# G4003g: 91 and 86 End Gears



## Splat (May 11, 2019)

So tonight I was planning on my first cut threads, metric 1.25mm. All other threads I've done I've used a die or tap on the lathe. So I go to change my G4003g's   F and G gears and I notice the 91 and 86 tooth gears aren't right. The 91 is on the outside and 86 on inside. This is opposite of what the manual shows. Can anyone please verify the position of their 91 and 86 gears on their G4003g?   Thanks.

Ps, don't know if it matters but my lathe is from 2010.


----------



## epanzella (May 12, 2019)

It's been a while since I cut metric threads on my G4003G but I remember I had to do some finagling to get the power thru the right gears.  You can't do much with the position of the F gear but you have a lot of options with the rest of the gear train by flipping gears and changing spacers. My gears were all tight fits on their shafts requiring a gear puller so I bored them out a thousandth or two for a slip fit.

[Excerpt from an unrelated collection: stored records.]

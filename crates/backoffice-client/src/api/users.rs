//! Users API.

use std::time::Duration;

use super::resource_path;
use crate::client::ApiClient;
use crate::error::Result;
use crate::request::{Method, RequestOptions};
use crate::types::{NewUser, Page, User, UserUpdate};

/// Freshness window for user reads.
pub const USERS_CACHE_TTL: Duration = Duration::from_secs(60);

/// Query parameters for listing users.
#[derive(Debug, Clone, Copy, Default, serde::Serialize)]
pub struct UserQuery {
    /// Page number.
    #[serde(skip_serializing_if = "Option::is_none")]
    pub page: Option<u32>,
    /// Page size.
    #[serde(skip_serializing_if = "Option::is_none")]
    pub size: Option<u32>,
}

impl UserQuery {
    /// Render as `?page=..&size=..`, or an empty string when nothing is set.
    pub fn to_query_string(&self) -> Result<String> {
        let encoded = serde_urlencoded::to_string(self)
            .map_err(|e| crate::error::Error::Config(format!("invalid query: {}", e)))?;
        if encoded.is_empty() {
            Ok(String::new())
        } else {
            Ok(format!("?{}", encoded))
        }
    }
}

/// Users API client.
pub struct UsersApi {
    client: ApiClient,
}

impl UsersApi {
    pub(crate) fn new(client: ApiClient) -> Self {
        Self { client }
    }

    /// List users, one page at a time.
    pub async fn list(&self, query: UserQuery) -> Result<Page<User>> {
        let path = format!("/users{}", query.to_query_string()?);
        self.client
            .request(&path, RequestOptions::get_cached(USERS_CACHE_TTL))
            .await
    }

    /// Get a user by ID.
    pub async fn get(&self, id: &str) -> Result<User> {
        self.client
            .request(
                &resource_path("users", id)?,
                RequestOptions::get_cached(USERS_CACHE_TTL),
            )
            .await
    }

    /// Create a new user.
    pub async fn create(&self, user: NewUser) -> Result<User> {
        let options = RequestOptions::method(Method::Post).with_body(&user)?;
        self.client.request("/users", options).await
    }

    /// Update a user.
    pub async fn update(&self, id: &str, update: UserUpdate) -> Result<User> {
        let options = RequestOptions::method(Method::Put).with_body(&update)?;
        self.client.request(&resource_path("users", id)?, options).await
    }

    /// Delete a user.
    ///
    /// Whatever the server sends back (often nothing) is discarded.
    pub async fn delete(&self, id: &str) -> Result<()> {
        let _: serde_json::Value = self
            .client
            .request(&resource_path("users", id)?, RequestOptions::method(Method::Delete))
            .await?;
        Ok(())
    }
}
//! Roles API.

use std::time::Duration;

use super::resource_path;
use crate::client::ApiClient;
use crate::error::Result;
use crate::request::{Method, RequestOptions};
use crate::types::{NewRole, Role};

/// Roles change rarely; reads stay fresh for five minutes.
pub const ROLES_CACHE_TTL: Duration = Duration::from_secs(5 * 60);

/// Roles API client.
pub struct RolesApi {
    client: ApiClient,
}

impl RolesApi {
    pub(crate) fn new(client: ApiClient) -> Self {
        Self { client }
    }

    /// List all roles.
    pub async fn list(&self) -> Result<Vec<Role>> {
        self.client
            .request("/roles", RequestOptions::get_cached(ROLES_CACHE_TTL))
            .await
    }

    /// Get a role by ID.
    pub async fn get(&self, id: &str) -> Result<Role> {
        self.client
            .request(
                &resource_path("roles", id)?,
                RequestOptions::get_cached(ROLES_CACHE_TTL),
            )
            .await
    }

    /// Create a new role.
    pub async fn create(&self, role: NewRole) -> Result<Role> {
        let options = RequestOptions::method(Method::Post).with_body(&role)?;
        self.client.request("/roles", options).await
    }
}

It's easy to figure out once you get into it but at least on my machine the solution was more than just follow the manual.  BTW, if you need 27TPI you can use 40/any/60 and set the QC at C2.


----------



## Splat (May 12, 2019)

Yes, my gears are definitely not slip fit. I too used a puller. Good to know about 27tpi. Thanks!


----------



## Splat (May 12, 2019)

Finally found a thread about the end gears in the 12x36 import lathe Yahoo group. I also found a few older G4003G manuals. My 2010 manual incorrectly identifies the 86T and 91T gears. The 2011 version does show and indicate the gears in the stock setup, which is the 86T being the inner gear. That's how mine is. Interestingly, the latest manual on the Grizzly site shows the 91T being the inner gear! WTH? So which one is right? I think I'll leave mine as-is and resort back to using my 1.25mm thread die in a TS die holder.


----------



## Superburban (May 12, 2019)

How do they show the spindle gear driving the  combination gear? Everything I quickly looked at, show the spindle gear driving the larger (91 tooth in this case). My 2011 vintage lathe, I can set either the spindle, or the final gear in the inner, or outer position. So the 86/91 gear can be in either position, it just depends on what position the other two gears are set in. Looking at some random G4003G  pics in the google search, it looks like the spindle gear on many cannot be reversed to be bale to drive the outer position of the change gear.


----------



## hman (May 12, 2019)

Splat said:


> Finally found a thread about the end gears in the 12x36 import lathe Yahoo group. I also found a few older G4003G manuals. My 2010 manual incorrectly identifies the 86T and 91T gears. The 2011 version does show and indicate the gears in the stock setup, which is the 86T being the inner gear. That's how mine is. Interestingly, the latest manual on the Grizzly site shows the 91T being the inner gear! WTH?


I think this is a case of Grizzly buying their lathes from different manufacturers over the years.  

My own Grizzly 12x24 (Taiwan, 1990s) was badged DF1224G, but came with a G1003 manual and is very similar to the later G4002, 4003 and other 12x24 and 12x36 lathes, including the Enco 411-0105.  I have several old manuals that illustrate various similarities and differences.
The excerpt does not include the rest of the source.